Structures of a natural circularly permuted group II intron reveal mechanisms of branching and backsplicing

Abstract

Circularly permuted (CP) group II introns, identified in various bacteria phyla, swap domains D5 and D6 near the 5′ end and have reversed splice sites (SSs), leading to backsplicing and circular RNA formation. In this study, we present multiple high-resolution cryo-electron microscopy structures of a natural CP group II intron from Comamonas testosteroni KF-1 (Cte 1), elucidating the molecular mechanisms of branching and backsplicing.
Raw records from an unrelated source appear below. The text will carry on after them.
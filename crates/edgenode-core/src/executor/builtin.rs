//! Built-in demo handlers: `compute`, `hash_calculation`, `data_analysis`.
//!
//! Real workloads are plugged in by the embedding application; these exist
//! so a fresh node can serve something out of the box. Long loops yield to
//! the runtime and check the context so a timeout actually stops them.

use async_trait::async_trait;
use rand::Rng;
use serde::{Deserialize, Serialize};
use sha2::{Digest, Sha256};

use super::handler::{Handler, HandlerContext, TaskPayload};
use super::registry::{HandlerRegistry, RegistryError};
use crate::error::HandlerError;

const COMPUTE_YIELD_EVERY: u64 = 10_000;
const HASH_YIELD_EVERY: u64 = 100;
const SAMPLE_SIZE: usize = 1_000;

/// Register all built-in handlers.
pub fn register_builtin(registry: &mut HandlerRegistry) -> Result<(), RegistryError> {
    registry.register::<ComputePayload, _>(ComputeHandler)?;
    registry.register::<HashPayload, _>(HashHandler)?;
    registry.register::<AnalysisPayload, _>(AnalysisHandler)?;
    Ok(())
}

fn sha256_hex(input: &[u8]) -> String {
    let digest = Sha256::digest(input);
    digest.iter().map(|b| format!("{b:02x}")).collect()
}

#[derive(Debug, Clone, Deserialize)]
pub struct ComputePayload {
    #[serde(default = "default_complexity")]
    pub complexity: u64,
}

fn default_complexity() -> u64 {
    1_000_000
}

#[derive(Debug, Clone, PartialEq, Serialize, Deserialize)]
pub struct ComputeOutput {
    pub complexity: u64,
    pub result: f64,
    pub computed: bool,
    pub checksum: String,
}

impl TaskPayload for ComputePayload {
    const TYPE: &'static str = "compute";
    type Output = ComputeOutput;
}

/// Trigonometric busy loop.
pub struct ComputeHandler;

#[async_trait]
impl Handler<ComputePayload> for ComputeHandler {
    async fn handle(
        &self,
        payload: ComputePayload,
        ctx: HandlerContext,
    ) -> Result<ComputeOutput, HandlerError> {
        let mut result = 0.0_f64;
        for i in 0..payload.complexity {
            let x = i as f64;
            result += x.sqrt() * x.sin() * x.cos();
            if i % COMPUTE_YIELD_EVERY == 0 {
                ctx.checkpoint()?;
                tokio::task::yield_now().await;
            }
        }
        Ok(ComputeOutput {
            complexity: payload.complexity,
            result,
            computed: true,
            checksum: sha256_hex(result.to_string().as_bytes()),
        })
    }
}

#[derive(Debug, Clone, Deserialize)]
pub struct HashPayload {
    #[serde(default)]
    pub input: Option<String>,
    #[serde(default = "default_hash_iterations")]
    pub iterations: u64,
}

fn default_hash_iterations() -> u64 {
    1_000
}

#[derive(Debug, Clone, PartialEq, Serialize, Deserialize)]
pub struct HashOutput {
    pub algorithm: String,
    pub iterations: u64,
    pub input: String,
    pub hash: String,
}

impl TaskPayload for HashPayload {
    const TYPE: &'static str = "hash_calculation";
    type Output = HashOutput;
}

/// Iterated SHA-256: `h0 = sha(input)`, `h(i+1) = sha(h(i) ++ i)`.
pub struct HashHandler;

#[async_trait]
impl Handler<HashPayload> for HashHandler {
    async fn handle(
        &self,
        payload: HashPayload,
        ctx: HandlerContext,
    ) -> Result<HashOutput, HandlerError> {
        let input = payload
            .input
            .unwrap_or_else(|| format!("{{\"task\":\"{}\"}}", ctx.task_id));

        let mut hash = sha256_hex(input.as_bytes());
        for i in 0..payload.iterations {
            hash = sha256_hex(format!("{hash}{i}").as_bytes());
            if i % HASH_YIELD_EVERY == 0 {
                ctx.checkpoint()?;
                tokio::task::yield_now().await;
            }
        }

        let preview: String = input.chars().take(100).collect();
        Ok(HashOutput {
            algorithm: "SHA-256".to_string(),
            iterations: payload.iterations,
            input: preview,
            hash,
        })
    }
}

#[derive(Debug, Clone, Deserialize)]
pub struct AnalysisPayload {
    /// Generated (uniform 0..100) when absent.
    #[serde(default)]
    pub dataset: Option<Vec<f64>>,
}

#[derive(Debug, Clone, PartialEq, Serialize, Deserialize)]
#[serde(rename_all = "camelCase")]
pub struct AnalysisOutput {
    pub count: usize,
    pub sum: f64,
    pub mean: f64,
    pub median: f64,
    pub std_dev: f64,
    pub variance: f64,
    pub min: f64,
    pub max: f64,
}

impl TaskPayload for AnalysisPayload {
    const TYPE: &'static str = "data_analysis";
    type Output = AnalysisOutput;
}

/// Descriptive statistics over a numeric dataset.
pub struct AnalysisHandler;

#[async_trait]
impl Handler<AnalysisPayload> for AnalysisHandler {
    async fn handle(
        &self,
        payload: AnalysisPayload,
        _ctx: HandlerContext,
    ) -> Result<AnalysisOutput, HandlerError> {
        let dataset = match payload.dataset {
            Some(data) => data,
            None => {
                let mut rng = rand::thread_rng();
                (0..SAMPLE_SIZE).map(|_| rng.gen_range(0.0..100.0)).collect()
            }
        };
        analyze(&dataset)
    }
}

pub fn analyze(dataset: &[f64]) -> Result<AnalysisOutput, HandlerError> {
    if dataset.is_empty() {
        return Err(HandlerError::InvalidPayload("dataset is empty".into()));
    }
    if dataset.iter().any(|v| !v.is_finite()) {
        return Err(HandlerError::InvalidPayload(
            "dataset contains non-finite values".into(),
        ));
    }

    let count = dataset.len();
    let sum: f64 = dataset.iter().sum();
    let mean = sum / count as f64;
    let variance = dataset.iter().map(|v| (v - mean).powi(2)).sum::<f64>() / count as f64;

    let mut sorted = dataset.to_vec();
    sorted.sort_by(f64::total_cmp);
    let median = sorted[count / 2];

    Ok(AnalysisOutput {
        count,
        sum,
        mean,
        median,
        std_dev: variance.sqrt(),
        variance,
        min: sorted[0],
        max: sorted[count - 1],
    })
}

#[cfg(test)]
mod tests {
    use super::*;
    use crate::domain::TaskId;
    use tokio_util::sync::CancellationToken;

    fn ctx() -> HandlerContext {
        HandlerContext::new(TaskId::new("t-1"), CancellationToken::new())
    }

    #[test]
    fn analysis_statistics() {
        let out = analyze(&[2.0, 4.0, 4.0, 4.0, 5.0, 5.0, 7.0, 9.0]).unwrap();
        assert_eq!(out.count, 8);
        assert_eq!(out.sum, 40.0);
        assert_eq!(out.mean, 5.0);
        assert_eq!(out.variance, 4.0);
        assert_eq!(out.std_dev, 2.0);
        assert_eq!(out.median, 5.0);
        assert_eq!(out.min, 2.0);
        assert_eq!(out.max, 9.0);
    }

    #[test]
    fn analysis_rejects_empty_dataset() {
        assert!(matches!(analyze(&[]), Err(HandlerError::InvalidPayload(_))));
    }

    #[tokio::test]
    async fn analysis_generates_sample_when_missing() {
        let out = AnalysisHandler
            .handle(AnalysisPayload { dataset: None }, ctx())
            .await
            .unwrap();
        assert_eq!(out.count, SAMPLE_SIZE);
        assert!(out.min >= 0.0 && out.max < 100.0);
    }

    #[tokio::test]
    async fn hash_is_deterministic_for_fixed_input() {
        let payload = || HashPayload {
            input: Some("hello".into()),
            iterations: 10,
        };
        let a = HashHandler.handle(payload(), ctx()).await.unwrap();
        let b = HashHandler.handle(payload(), ctx()).await.unwrap();
        assert_eq!(a.hash, b.hash);
        assert_eq!(a.hash.len(), 64);
        assert_eq!(a.algorithm, "SHA-256");
    }

    #[tokio::test]
    async fn zero_hash_iterations_is_plain_sha256() {
        let out = HashHandler
            .handle(
                HashPayload {
                    input: Some("abc".into()),
                    iterations: 0,
                },
                ctx(),
            )
            .await
            .unwrap();
        assert_eq!(
            out.hash,
            "ba7816bf8f01cfea414140de5dae2223b00361a396177a9cb410ff61f20015ad"
        );
    }

    #[tokio::test]
    async fn compute_stops_when_cancelled() {
        let token = CancellationToken::new();
        token.cancel();
        let ctx = HandlerContext::new(TaskId::new("c"), token);
        let err = ComputeHandler
            .handle(ComputePayload { complexity: 50_000 }, ctx)
            .await
            .unwrap_err();
        assert_eq!(err, HandlerError::Cancelled);
    }

    #[tokio::test]
    async fn compute_small_run_completes() {
        let out = ComputeHandler
            .handle(ComputePayload { complexity: 100 }, ctx())
            .await
            .unwrap();
        assert!(out.computed);
        assert_eq!(out.complexity, 100);
        assert_eq!(out.checksum.len(), 64);
    }

    #[test]
    fn builtin_registration_covers_three_types() {
        let mut registry = HandlerRegistry::new();
        register_builtin(&mut registry).unwrap();
        assert_eq!(
            registry.registered_types(),
            vec!["compute", "data_analysis", "hash_calculation"]
        );
    }
}
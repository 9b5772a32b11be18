//! Status queries: node status and task statistics derived from a queue
//! snapshot.

use std::collections::BTreeMap;

use serde::Serialize;

use crate::domain::{NodeId, TaskResult};
use crate::queue::{BucketCounts, QueueSnapshot, TaskRecord};

#[derive(Debug, Clone, PartialEq, Serialize)]
#[serde(rename_all = "camelCase")]
pub struct NodeStatus {
    pub node_id: NodeId,
    /// Automation loops running.
    pub automation_running: bool,
    pub max_concurrency: usize,
    pub counts: BucketCounts,
    /// Executions not yet fully finished, result submission included.
    pub in_flight: usize,
    pub active_sessions: usize,
    pub handler_types: Vec<String>,
}

#[derive(Debug, Clone, Copy, Default, PartialEq, Serialize)]
#[serde(rename_all = "camelCase")]
pub struct TypeStatistics {
    pub completed: usize,
    pub failed: usize,
    pub total_duration_ms: u64,
}

/// Aggregates over the terminal buckets still retained by the queue.
#[derive(Debug, Clone, Default, PartialEq, Serialize)]
#[serde(rename_all = "camelCase")]
pub struct TaskStatistics {
    pub counts: BucketCounts,
    /// `completed / (completed + failed)`, 0 when nothing finished.
    pub success_rate: f64,
    pub average_duration_ms: f64,
    pub total_earnings: f64,
    pub by_type: BTreeMap<String, TypeStatistics>,
}

impl TaskStatistics {
    pub fn from_snapshot(snapshot: &QueueSnapshot) -> Self {
        let mut stats = TaskStatistics {
            counts: snapshot.counts,
            ..Default::default()
        };

        let mut total_duration = 0u64;
        let mut finished = 0usize;

        let terminal = snapshot
            .completed
            .iter()
            .map(|r| (r, true))
            .chain(snapshot.failed.iter().map(|r| (r, false)));
        for (record, ok) in terminal {
            let duration = duration_of(record);
            total_duration += duration;
            finished += 1;

            let entry = stats
                .by_type
                .entry(record.task.task_type.to_string())
                .or_default();
            entry.total_duration_ms += duration;
            if ok {
                entry.completed += 1;
            } else {
                entry.failed += 1;
            }

            if let Some(result) = &record.result {
                stats.total_earnings += result.metrics.estimated_earnings;
            }
        }

        if finished > 0 {
            stats.success_rate = snapshot.completed.len() as f64 / finished as f64;
            stats.average_duration_ms = total_duration as f64 / finished as f64;
        }
        stats
    }
}

fn duration_of(record: &TaskRecord) -> u64 {
    record
        .result
        .as_ref()
        .map(|r: &TaskResult| r.duration_ms)
        .unwrap_or(0)
}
During branching, the 5′ SS is positioned by an auxiliary sequence (AUX)-enhanced interaction between the exon-binding site and intron-binding site (IBS) and stacks on the branch-site adenosine within D6, allowing the attacking 2′-OH group to coordinate with a metal ion in the active center. In backsplicing, the 3′ SS is aligned with the branching step, leaving IBS in the active center, stabilized by base pairing with the AUX, which enables the free 3′-end hydroxyl group to directly attack the scissile phosphate of 3′ SS. Furthermore, a groove in Cte 1 may stabilize the circular RNA. These findings highlight a conserved catalytic mechanism for canonical group II introns, albeit facilitated by the versatile AUX, opening avenues for designing potent ribozymes producing circular RNAs. This study reports six cryo-electron microscopy structures of a natural group II intron, uncovering backsplicing dynamics, auxiliary sequence roles and intron space critical for circular RNA (circRNA) formation. The findings might guide improvements in circRNA production for various applications.